Thinking in terms of vectors and matrices¶
Learning Objectives | |
---|---|
1 | Become familiar with linear algebra’s basic data structures: scalar, vector, matrix, tensor |
2 | Create, manipulate, and generally begin to get comfortable with NumPy arrays |
So you may be asking why?¶
Here are just a few reasons why a solid understanding of linear algebra is crutial for a practicing data scientist
- Linear models can concisly be written in vector notation
- Regularization often makes use of matrix norms
- Matrix decompsitions are commonly used in recommender systems
Scalars, vectors, matrices and tensors¶
Without knowing anything about vectors or matrices there is already a good chance that you have some intuition for these concepts. Think of a spreadsheet with rows and columns. Within a given cell there exists some value—lets call it a scalar; scalars are the contents of vectors and matrices. If we think of the idea of a column and the elements contained therein we now have a basis for the concept of a vector. More specifically, this is referred to as a column vector. The elements of a row are accordingly referred to as a row vector.
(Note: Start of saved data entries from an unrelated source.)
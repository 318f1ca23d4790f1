//! Dataset data model.
//!
//! The dataset is an arena of components keyed by id. Cross references
//! (avatar -> source, relation -> avatars, field -> avatar, filter -> field)
//! are plain ids resolved through lookups, never owned pointers.

pub mod avatar;
pub mod errors;
pub mod field;
pub mod filter;
pub mod source;
pub mod types;

pub use avatar::{AvatarRelation, BinaryCondition, ConditionPart, SourceAvatar};
pub use errors::{codes, ComponentError, ComponentErrorPack, ErrorFilter, ErrorRegistry};
pub use field::{formula_keys, rename_in_formula, CalcSpec, Field, ValueConstraint};
pub use filter::{DefaultWhereClause, ObligatoryFilter};
pub use source::{
    ConnectionRef, DataSourceCollection, DataSourceSpec, IndexInfo, SchemaColumn, SchemaInfo,
    SourceParameters,
};
pub use types::{
    filters_by_type, AggregationFunction, BinaryJoinOperator, CalcMode, ComponentErrorLevel,
    ComponentType, DataSourceRole, DatasetSettingName, FieldType, JoinType, ManagedBy,
    TopLevelComponentId, UserDataType, WhereClauseOperation,
};

use serde::{Deserialize, Serialize};

use crate::semantic::FieldLineage;

/// Dataset-level switches.
#[derive(Debug, Clone, Default, PartialEq, Eq, Serialize, Deserialize)]
#[serde(default)]
pub struct DatasetSettings {
    pub load_preview_by_default: bool,
    pub template_enabled: bool,
    pub data_export_forbidden: bool,
}

impl DatasetSettings {
    pub fn set(&mut self, name: DatasetSettingName, value: bool) {
        match name {
            DatasetSettingName::LoadPreviewByDefault => self.load_preview_by_default = value,
            DatasetSettingName::TemplateEnabled => self.template_enabled = value,
            DatasetSettingName::DataExportForbidden => self.data_export_forbidden = value,
        }
    }

    pub fn get(&self, name: DatasetSettingName) -> bool {
        match name {
            DatasetSettingName::LoadPreviewByDefault => self.load_preview_by_default,
            DatasetSettingName::TemplateEnabled => self.template_enabled,
            DatasetSettingName::DataExportForbidden => self.data_export_forbidden,
        }
    }
}

/// The mutable dataset graph.
#[derive(Debug, Clone, Default, PartialEq, Serialize, Deserialize)]
#[serde(default)]
pub struct Dataset {
    pub id: String,
    pub sources: Vec<DataSourceCollection>,
    pub avatars: Vec<SourceAvatar>,
    pub relations: Vec<AvatarRelation>,
    /// Ordered result schema.
    pub result_schema: Vec<Field>,
    pub obligatory_filters: Vec<ObligatoryFilter>,
    pub settings: DatasetSettings,
    pub error_registry: ErrorRegistry,
    pub lineage: FieldLineage,
}

impl Dataset {
    pub fn new(id: impl Into<String>) -> Self {
        Self {
            id: id.into(),
            ..Default::default()
        }
    }

    pub fn source(&self, id: &str) -> Option<&DataSourceCollection> {
        self.sources.iter().find(|s| s.id == id)
    }

    pub fn source_mut(&mut self, id: &str) -> Option<&mut DataSourceCollection> {
        self.sources.iter_mut().find(|s| s.id == id)
    }

    pub fn avatar(&self, id: &str) -> Option<&SourceAvatar> {
        self.avatars.iter().find(|a| a.id == id)
    }

    pub fn avatar_mut(&mut self, id: &str) -> Option<&mut SourceAvatar> {
        self.avatars.iter_mut().find(|a| a.id == id)
    }

    pub fn relation(&self, id: &str) -> Option<&AvatarRelation> {
        self.relations.iter().find(|r| r.id == id)
    }

    pub fn relation_mut(&mut self, id: &str) -> Option<&mut AvatarRelation> {
        self.relations.iter_mut().find(|r| r.id == id)
    }

    pub fn field(&self, id: &str) -> Option<&Field> {
        self.result_schema.iter().find(|f| f.id == id)
    }

    pub fn field_mut(&mut self, id: &str) -> Option<&mut Field> {
        self.result_schema.iter_mut().find(|f| f.id == id)
    }

    pub fn field_by_title(&self, title: &str) -> Option<&Field> {
        self.result_schema.iter().find(|f| f.title == title)
    }

    pub fn field_index(&self, id: &str) -> Option<usize> {
        self.result_schema.iter().position(|f| f.id == id)
    }

    pub fn obligatory_filter(&self, id: &str) -> Option<&ObligatoryFilter> {
        self.obligatory_filters.iter().find(|f| f.id == id)
    }

    pub fn obligatory_filter_mut(&mut self, id: &str) -> Option<&mut ObligatoryFilter> {
        self.obligatory_filters.iter_mut().find(|f| f.id == id)
    }
}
We collectively refer to the columns and rows as matrix.
Note
A matrix with \(m\) rows and \(n\) columns is a \(m \times n\) matrix and we refer to \(m\) and \(n\) as dimensions.
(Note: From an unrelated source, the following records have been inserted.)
//! Client configuration types.

use std::time::Duration;

/// Configuration for the client and its HTTP transport.
#[derive(Debug, Clone)]
pub struct ClientConfig {
    /// Request timeout, used when a request does not set its own.
    pub timeout: Duration,
    /// Connection timeout duration.
    pub connect_timeout: Duration,
    /// Maximum idle connections per host.
    pub pool_idle_per_host: usize,
    /// Idle connection timeout.
    pub pool_idle_timeout: Duration,
    /// How long a cached response stays fresh, when a request does not say.
    pub cache_expiry: Duration,
}

impl Default for ClientConfig {
    fn default() -> Self {
        Self {
            timeout: Duration::from_secs(30),
            connect_timeout: Duration::from_secs(10),
            pool_idle_per_host: 32,
            pool_idle_timeout: Duration::from_secs(90),
            cache_expiry: Duration::from_secs(60),
        }
    }
}

impl ClientConfig {
    /// Create a new configuration builder.
    #[must_use]
    pub fn builder() -> ClientConfigBuilder {
        ClientConfigBuilder::default()
    }
}

/// Builder for [`ClientConfig`].
#[derive(Debug, Clone, Default)]
pub struct ClientConfigBuilder {
    timeout: Option<Duration>,
    connect_timeout: Option<Duration>,
    pool_idle_per_host: Option<usize>,
    pool_idle_timeout: Option<Duration>,
    cache_expiry: Option<Duration>,
}

impl ClientConfigBuilder {
    /// Set the default request timeout.
    #[must_use]
    pub const fn timeout(mut self, timeout: Duration) -> Self {
        self.timeout = Some(timeout);
        self
    }

    /// Set the connection timeout.
    #[must_use]
    pub const fn connect_timeout(mut self, timeout: Duration) -> Self {
        self.connect_timeout = Some(timeout);
        self
    }

    /// Set the maximum idle connections per host.
    #[must_use]
    pub const fn pool_idle_per_host(mut self, count: usize) -> Self {
        self.pool_idle_per_host = Some(count);
        self
    }

    /// Set the idle connection timeout.
    #[must_use]
    pub const fn pool_idle_timeout(mut self, timeout: Duration) -> Self {
        self.pool_idle_timeout = Some(timeout);
        self
    }

    /// Set the default cache expiry.
    #[must_use]
    pub const fn cache_expiry(mut self, expiry: Duration) -> Self {
        self.cache_expiry = Some(expiry);
        self
    }

    /// Build the configuration.
    ///
    /// A zero timeout is replaced by the default one.
    #[must_use]
    pub fn build(self) -> ClientConfig {
        let defaults = ClientConfig::default();
        ClientConfig {
            timeout: self
                .timeout
                .filter(|timeout| !timeout.is_zero())
                .unwrap_or(defaults.timeout),
            connect_timeout: self.connect_timeout.unwrap_or(defaults.connect_timeout),
            pool_idle_per_host: self
                .pool_idle_per_host
                .unwrap_or(defaults.pool_idle_per_host),
            pool_idle_timeout: self.pool_idle_timeout.unwrap_or(defaults.pool_idle_timeout),
            cache_expiry: self.cache_expiry.unwrap_or(defaults.cache_expiry),
        }
    }
}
If a matrix is a two dimensional representation of data then a tensor is the generalization of that representation to any number of dimensions. Lets say we copied our spreadsheet and created several new tabs then we are now working with a tensor.
Machine Learning | Notation | Description |
---|---|---|
Scaler | \(x\) | a single real number (ints, floats etc) |
Vector | \(\mathbf{x}\) or \(\mathbf{x}^{T}\) | a 1D array of numbers (real, binary, integer etc) |
Matrix | \(\mathbf{X}\) | a 2D array of numbers |
Tensor | \(\hat{f}\) | an array generalized to n dimensions |
Matrices are also tensors. If we were working with a \(4 \times 4\) matrix it can be described as a tensor of rank 2. The rank is the formal term for the number of dimensions.
Questions
- So what are the dimensions of the following matrix
The matrix dimensions are \(3 \times 4\)
- Given a spreadsheet that has 4 tabs and each tab has 2 rows with 3 columns how might we represent that data with a tensor?
The tensor would be of rank 3 and have the following dimensions \(2 \times 3 \times 4\). In NumPy this is written as a \(4 \times 2 \times 3\). You will soon be working with NumPy and you can refer back to this example.
>>> x = np.array([[[ 0, 1, 2],
[ 3, 4, 5]],
[[ 9, 10, 11],
[15, 16, 17]],
[[ 2, 10, 8],
[5, 4, 9]],
[[18, 19, 20],
[24, 25, 26]]])
>>> print(x.shape)
(4, 2, 3)
Notation¶
Scalers have the standard math notation
\[x = 1\]
Vectors are denoted by lower case bold letters such as \(\mathbf{x}\), and all vectors are assumed to be column vectors.
\[\begin{split}\mathbf{x} = \begin{pmatrix} 0 \\ 1 \\ 2 \\ 3 \end{pmatrix}\end{split}\]
A superscript \(T\) denotes the transpose of a matrix or vector. This implies that \(\mathbf{x}^{T}\) is a row vector.
\[\mathbf{x}^{T} = \begin{pmatrix} 0 & 1 & 2 & 3 \end{pmatrix}\]
Upper-case bold letter denote.
\[\begin{split}\mathbf{X} = \begin{pmatrix} 0 & 0 & 1 & 0 \\ 1 & 2 & 0 & 1 \\ 1 & 0 & 0 & 1 \end{pmatrix}\end{split}\]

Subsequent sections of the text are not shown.